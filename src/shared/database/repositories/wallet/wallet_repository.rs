use sqlx::{PgPool, Row};
use sqlx::postgres::PgRow;
use anyhow::{Context, Result};
use async_trait::async_trait;
use chrono::Utc;
use uuid::Uuid;
use crate::domains::wallet::models::Wallet;
use crate::shared::database::{SaveOutcome, WalletStore};

// 지갑 레포지토리
// PgWalletRepository: handles all database operations for wallets

pub struct PgWalletRepository {
    pool: PgPool,
}

impl PgWalletRepository {
    // 레포지토리 생성
    // Create repository instance
    pub fn new(pool: PgPool) -> Self {
        Self { pool }
    }

    fn map_row(row: &PgRow) -> Wallet {
        Wallet {
            id: row.get("id"),
            balance: row.get("balance"),
            version: row.get("version"),
            updated_at: row.get("updated_at"),
        }
    }
}

#[async_trait]
impl WalletStore for PgWalletRepository {
    // 지갑 조회 (ID로)
    // Get wallet by ID
    async fn get(&self, id: Uuid) -> Result<Option<Wallet>> {
        let row = sqlx::query(
            r#"
            SELECT id, balance, version, updated_at
            FROM wallet
            WHERE id = $1
            "#,
        )
        .bind(id)
        .fetch_optional(&self.pool)
        .await
        .context("Failed to fetch wallet by id")?;

        Ok(row.as_ref().map(Self::map_row))
    }

    // 잔액 저장 (version 일치 시에만)
    // Conditional save: the WHERE clause on version makes check-and-increment atomic
    async fn save(&self, wallet: &Wallet) -> Result<SaveOutcome> {
        let row = sqlx::query(
            r#"
            UPDATE wallet
            SET balance = $1, version = version + 1, updated_at = $2
            WHERE id = $3 AND version = $4
            RETURNING id, balance, version, updated_at
            "#,
        )
        .bind(wallet.balance)
        .bind(Utc::now())
        .bind(wallet.id)
        .bind(wallet.version)
        .fetch_optional(&self.pool)
        .await
        .context("Failed to save wallet")?;

        Ok(match row {
            Some(row) => SaveOutcome::Saved(Self::map_row(&row)),
            None => SaveOutcome::VersionConflict,
        })
    }

    // 지갑 생성 (이미 있으면 아무것도 하지 않음)
    // Insert wallet (no-op if it already exists)
    async fn insert(&self, wallet: &Wallet) -> Result<bool> {
        let result = sqlx::query(
            r#"
            INSERT INTO wallet (id, balance, version, updated_at)
            VALUES ($1, $2, $3, $4)
            ON CONFLICT (id) DO NOTHING
            "#,
        )
        .bind(wallet.id)
        .bind(wallet.balance)
        .bind(wallet.version)
        .bind(wallet.updated_at)
        .execute(&self.pool)
        .await
        .context("Failed to insert wallet")?;

        Ok(result.rows_affected() == 1)
    }
}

____________

THE TASK: Each entry above is to be repeated exactly as it appears.

TASK OUTPUT:
filename src/shared/database/repositories/wallet/wallet_repository.rs
use sqlx::{PgPool, Row};
use sqlx::postgres::PgRow;
use anyhow::{Context, Result};
use async_trait::async_trait;
use chrono::Utc;
use uuid::Uuid;
use crate::domains::wallet::models::Wallet;
use crate::shared::database::{SaveOutcome, WalletStore};

// 지갑 레포지토리
// PgWalletRepository: handles all database operations for wallets

pub struct PgWalletRepository {
    pool: PgPool,
}

impl PgWalletRepository {
    // 레포지토리 생성
    // Create repository instance
    pub fn new(pool: PgPool) -> Self {
        Self { pool }
    }

    fn map_row(row: &PgRow) -> Wallet {
        Wallet {
            id: row.get("id"),
            balance: row.get("balance"),
            version: row.get("version"),
            updated_at: row.get("updated_at"),
        }
    }
}

#[async_trait]
impl WalletStore for PgWalletRepository {
    // 지갑 조회 (ID로)
    // Get wallet by ID
    async fn get(&self, id: Uuid) -> Result<Option<Wallet>> {
        let row = sqlx::query(
            r#"
            SELECT id, balance, version, updated_at
            FROM wallet
            WHERE id = $1
            "#,
        )
        .bind(id)
        .fetch_optional(&self.pool)
        .await
        .context("Failed to fetch wallet by id")?;

        Ok(row.as_ref().map(Self::map_row))
    }

    // 잔액 저장 (version 일치 시에만)
    // Conditional save: the WHERE clause on version makes check-and-increment atomic
    async fn save(&self, wallet: &Wallet) -> Result<SaveOutcome> {
        let row = sqlx::query(
            r#"
            UPDATE wallet
            SET balance = $1, version = version + 1, updated_at = $2
            WHERE id = $3 AND version = $4
            RETURNING id, balance, version, updated_at
            "#,
        )
        .bind(wallet.balance)
        .bind(Utc::now())
        .bind(wallet.id)
        .bind(wallet.version)
        .fetch_optional(&self.pool)
        .await
        .context("Failed to save wallet")?;

        Ok(match row {
            Some(row) => SaveOutcome::Saved(Self::map_row(&row)),
            None => SaveOutcome::VersionConflict,
        })
    }

    // 지갑 생성 (이미 있으면 아무것도 하지 않음)
    // Insert wallet (no-op if it already exists)
    async fn insert(&self, wallet: &Wallet) -> Result<bool> {
        let result = sqlx::query(
            r#"
            INSERT INTO wallet (id, balance, version, updated_at)
            VALUES ($1, $2, $3, $4)
            ON CONFLICT (id) DO NOTHING
            "#,
        )
        .bind(wallet.id)
        .bind(wallet.balance)
        .bind(wallet.version)
        .bind(wallet.updated_at)
        .execute(&self.pool)
        .await
        .context("Failed to insert wallet")?;

        Ok(result.rows_affected() == 1)
    }
}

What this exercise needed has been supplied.